To solve this problem, we will use the property of logarithms that allows us to combine the sum of two logarithms:

• Step 1: Identify the formula. We use the property $\log_b(x) + \log_b(y) = \log_b(x \cdot y)$ where both logarithms must have the same base.
• Step 2: Recognize the base. Here, both logarithms are in base 10: $\log_{10}3$ and $\log_{10}4$.
• Step 3: Apply the property. Add the two logarithms using the formula: $\log_{10}3 + \log_{10}4 = \log_{10}(3 \cdot 4)$.
• Step 4: Perform the multiplication. Compute $3 \cdot 4$ to get 12.
• Step 5: Express the result as a single logarithm: $\log_{10}12$.

Therefore, the expression $\log_{10}3 + \log_{10}4$ simplifies to $\log_{10}12$.

To solve this problem, we'll follow these steps:

• Step 1: Identify the given expression as $\log_2 4 + \log_2 5$.
• Step 2: Use the sum of logarithms rule to simplify the expression.
• Step 3: Calculate the product and express the result.

Let's work through each step:

Step 1: We have $\log_2 4 + \log_2 5$ as our expression.

Step 2: Apply the sum of logarithms formula:

$\log_2 4 + \log_2 5 = \log_2 (4 \cdot 5)$

Step 3: Calculate the product:

$4 \times 5 = 20$

Thus, $\log_2 (4 \cdot 5) = \log_2 20$.

Therefore, the solution to the problem is $\log_2 20$.

To solve this problem, we'll apply the following steps:

• Step 1: Identify given logarithms and their base.
• Step 2: Employ the sum of logarithms property to combine the terms.
• Step 3: Calculate the resulting argument of the logarithm.

Now, let's work through each step:

Step 1: We have two logarithms: $\log_9 74$ and $\log_9 \frac{1}{2}$, sharing the base of $9$.

Step 2: Since the bases are the same, we use the sum property of logarithms:

$\log_9 74 + \log_9 \frac{1}{2} = \log_9 (74 \times \frac{1}{2})$.

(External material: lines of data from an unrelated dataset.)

//! Version command implementation
//!
//! Prints the release, the categories this build installs and build info.

use std::io::Write;

use crate::domain::EntityCategory;
use crate::error::Result;

/// Run version command
pub fn run() -> Result<()> {
    let mut out = std::io::stdout().lock();
    write_version(&mut out)?;
    Ok(())
}

fn write_version(out: &mut impl Write) -> std::io::Result<()> {
    writeln!(out, "{} {}", env!("CARGO_PKG_NAME"), env!("CARGO_PKG_VERSION"))?;
    writeln!(out)?;
    writeln!(out, "Installs, in order:")?;
    for category in EntityCategory::ALL {
        writeln!(out, "  {category}")?;
    }
    writeln!(out)?;
    writeln!(out, "Build info:")?;
    writeln!(out, "  Rust version: {}", env!("CARGO_PKG_RUST_VERSION"))?;
    writeln!(
        out,
        "  Profile: {}",
        if cfg!(debug_assertions) { "debug" } else { "release" }
    )
}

Step 3: Calculate the product $74 \times \frac{1}{2}$:

$74 \times \frac{1}{2} = 37$.

So, we have:

$\log_9 (74 \times \frac{1}{2}) = \log_9 37$.

Therefore, the solution to the problem is $\log_9 37$.

To solve the problem, we employ the property of logarithms for subtraction:

• Step 1: Recognize the expression $\log_5 3 - \log_5 2$.
• Step 2: Apply the logarithmic property for subtraction, $\log_b a - \log_b c = \log_b \left( \frac{a}{c} \right)$.
• Step 3: Substitute into the property: $\log_5 3 - \log_5 2 = \log_5 \left( \frac{3}{2} \right)$.

By applying the property, we simplify the expression to $\log_5 \frac{3}{2}$. This is equivalent to $\log_5 1.5$. Therefore:

Therefore, the result of the expression is $\log_5 1.5$.

To solve the problem of evaluating $\log_2 9 - \log_2 3$, we apply the properties of logarithms as follows:

• Step 1: Recognize that the expression uses a subtraction of logarithms with the same base: $\log_2 9 - \log_2 3$.
• Step 2: Use the logarithmic subtraction rule: $\log_b A - \log_b B = \log_b \left(\frac{A}{B}\right)$.
• Step 3: Simplify using this rule: $\log_2 9 - \log_2 3 = \log_2 \left(\frac{9}{3}\right)$.
• Step 4: Perform the division: $\frac{9}{3} = 3$.
• Step 5: Therefore, $\log_2 \left(\frac{9}{3}\right) = \log_2 3$.

Thus, the simplified and evaluated result is $\log_2 3$.

To solve the problem, let's use the rules of logarithms:

• Step 1: Recognize that we are dealing with the subtraction of logarithms sharing the same base, which calls for the identity $\log_b M - \log_b N = \log_b \left(\frac{M}{N}\right)$.
• Step 2: Apply this identity to the expression $\log_7 5 - \log_7 2$.
• Step 3: Realize that this can thus be expressed as a single logarithm: $\log_7 \left(\frac{5}{2}\right)$.
• Step 4: Simplify the fraction, yielding $\log_7 2.5$.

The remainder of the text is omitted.